--- Supplied material Enclosed Below ---
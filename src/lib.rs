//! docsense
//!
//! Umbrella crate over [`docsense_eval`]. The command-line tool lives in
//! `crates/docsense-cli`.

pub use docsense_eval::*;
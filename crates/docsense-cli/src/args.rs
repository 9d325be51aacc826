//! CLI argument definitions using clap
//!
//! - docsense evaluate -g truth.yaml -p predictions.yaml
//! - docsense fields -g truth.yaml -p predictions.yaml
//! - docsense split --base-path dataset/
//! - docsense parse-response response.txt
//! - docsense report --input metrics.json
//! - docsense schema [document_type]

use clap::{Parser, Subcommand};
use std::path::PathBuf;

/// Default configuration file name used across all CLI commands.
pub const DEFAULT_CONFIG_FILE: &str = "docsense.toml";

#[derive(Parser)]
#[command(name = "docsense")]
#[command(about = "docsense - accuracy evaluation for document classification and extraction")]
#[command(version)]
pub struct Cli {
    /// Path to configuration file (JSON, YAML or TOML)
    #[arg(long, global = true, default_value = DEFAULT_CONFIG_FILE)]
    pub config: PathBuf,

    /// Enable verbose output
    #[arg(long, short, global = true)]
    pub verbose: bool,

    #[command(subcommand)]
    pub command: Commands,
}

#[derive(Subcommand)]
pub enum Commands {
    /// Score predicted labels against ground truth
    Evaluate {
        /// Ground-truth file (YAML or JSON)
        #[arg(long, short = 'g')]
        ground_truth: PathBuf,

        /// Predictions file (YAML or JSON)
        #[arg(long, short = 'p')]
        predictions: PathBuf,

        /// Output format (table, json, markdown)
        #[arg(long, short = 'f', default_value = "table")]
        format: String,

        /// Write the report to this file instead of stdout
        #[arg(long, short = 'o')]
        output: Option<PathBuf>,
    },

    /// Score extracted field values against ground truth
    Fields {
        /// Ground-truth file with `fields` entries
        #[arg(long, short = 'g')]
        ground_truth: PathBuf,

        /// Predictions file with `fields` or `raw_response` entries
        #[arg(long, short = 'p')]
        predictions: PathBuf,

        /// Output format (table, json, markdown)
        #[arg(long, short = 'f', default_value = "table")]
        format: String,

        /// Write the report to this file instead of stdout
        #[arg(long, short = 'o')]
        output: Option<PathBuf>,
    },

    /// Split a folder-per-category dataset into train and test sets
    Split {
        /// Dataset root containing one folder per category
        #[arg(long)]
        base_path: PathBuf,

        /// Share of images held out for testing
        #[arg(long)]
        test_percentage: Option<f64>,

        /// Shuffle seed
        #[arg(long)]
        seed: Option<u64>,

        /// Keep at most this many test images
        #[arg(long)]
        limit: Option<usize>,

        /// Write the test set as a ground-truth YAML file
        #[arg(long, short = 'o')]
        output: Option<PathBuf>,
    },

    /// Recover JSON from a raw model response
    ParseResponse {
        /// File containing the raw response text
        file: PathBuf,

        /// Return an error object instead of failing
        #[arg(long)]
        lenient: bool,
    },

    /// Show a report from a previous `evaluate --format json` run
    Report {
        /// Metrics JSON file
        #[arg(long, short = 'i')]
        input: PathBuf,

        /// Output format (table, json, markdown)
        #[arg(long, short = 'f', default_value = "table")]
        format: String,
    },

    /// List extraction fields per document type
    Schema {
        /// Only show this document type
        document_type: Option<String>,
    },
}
--- End of Enclosed Supplied material ---
Aim of the task: Each line of the data above is to be duplicated exactly.

Answer space:
filename src/lib.rs
//! docsense
//!
//! Umbrella crate over [`docsense_eval`]. The command-line tool lives in
//! `crates/docsense-cli`.

pub use docsense_eval::*;
filename crates/docsense-cli/src/args.rs
repository 9d325be51aacc826
//! CLI argument definitions using clap
//!
//! - docsense evaluate -g truth.yaml -p predictions.yaml
//! - docsense fields -g truth.yaml -p predictions.yaml
//! - docsense split --base-path dataset/
//! - docsense parse-response response.txt
//! - docsense report --input metrics.json
//! - docsense schema [document_type]

use clap::{Parser, Subcommand};
use std::path::PathBuf;

/// Default configuration file name used across all CLI commands.
pub const DEFAULT_CONFIG_FILE: &str = "docsense.toml";

#[derive(Parser)]
#[command(name = "docsense")]
#[command(about = "docsense - accuracy evaluation for document classification and extraction")]
#[command(version)]
pub struct Cli {
    /// Path to configuration file (JSON, YAML or TOML)
    #[arg(long, global = true, default_value = DEFAULT_CONFIG_FILE)]
    pub config: PathBuf,

    /// Enable verbose output
    #[arg(long, short, global = true)]
    pub verbose: bool,

    #[command(subcommand)]
    pub command: Commands,
}

#[derive(Subcommand)]
pub enum Commands {
    /// Score predicted labels against ground truth
    Evaluate {
        /// Ground-truth file (YAML or JSON)
        #[arg(long, short = 'g')]
        ground_truth: PathBuf,

        /// Predictions file (YAML or JSON)
        #[arg(long, short = 'p')]
        predictions: PathBuf,

        /// Output format (table, json, markdown)
        #[arg(long, short = 'f', default_value = "table")]
        format: String,

        /// Write the report to this file instead of stdout
        #[arg(long, short = 'o')]
        output: Option<PathBuf>,
    },

    /// Score extracted field values against ground truth
    Fields {
        /// Ground-truth file with `fields` entries
        #[arg(long, short = 'g')]
        ground_truth: PathBuf,

        /// Predictions file with `fields` or `raw_response` entries
        #[arg(long, short = 'p')]
        predictions: PathBuf,

        /// Output format (table, json, markdown)
        #[arg(long, short = 'f', default_value = "table")]
        format: String,

        /// Write the report to this file instead of stdout
        #[arg(long, short = 'o')]
        output: Option<PathBuf>,
    },

    /// Split a folder-per-category dataset into train and test sets
    Split {
        /// Dataset root containing one folder per category
        #[arg(long)]
        base_path: PathBuf,

        /// Share of images held out for testing
        #[arg(long)]
        test_percentage: Option<f64>,

        /// Shuffle seed
        #[arg(long)]
        seed: Option<u64>,

        /// Keep at most this many test images
        #[arg(long)]
        limit: Option<usize>,

        /// Write the test set as a ground-truth YAML file
        #[arg(long, short = 'o')]
        output: Option<PathBuf>,
    },

    /// Recover JSON from a raw model response
    ParseResponse {
        /// File containing the raw response text
        file: PathBuf,

        /// Return an error object instead of failing
        #[arg(long)]
        lenient: bool,
    },

    /// Show a report from a previous `evaluate --format json` run
    Report {
        /// Metrics JSON file
        #[arg(long, short = 'i')]
        input: PathBuf,

        /// Output format (table, json, markdown)
        #[arg(long, short = 'f', default_value = "table")]
        format: String,
    },

    /// List extraction fields per document type
    Schema {
        /// Only show this document type
        document_type: Option<String>,
    },
}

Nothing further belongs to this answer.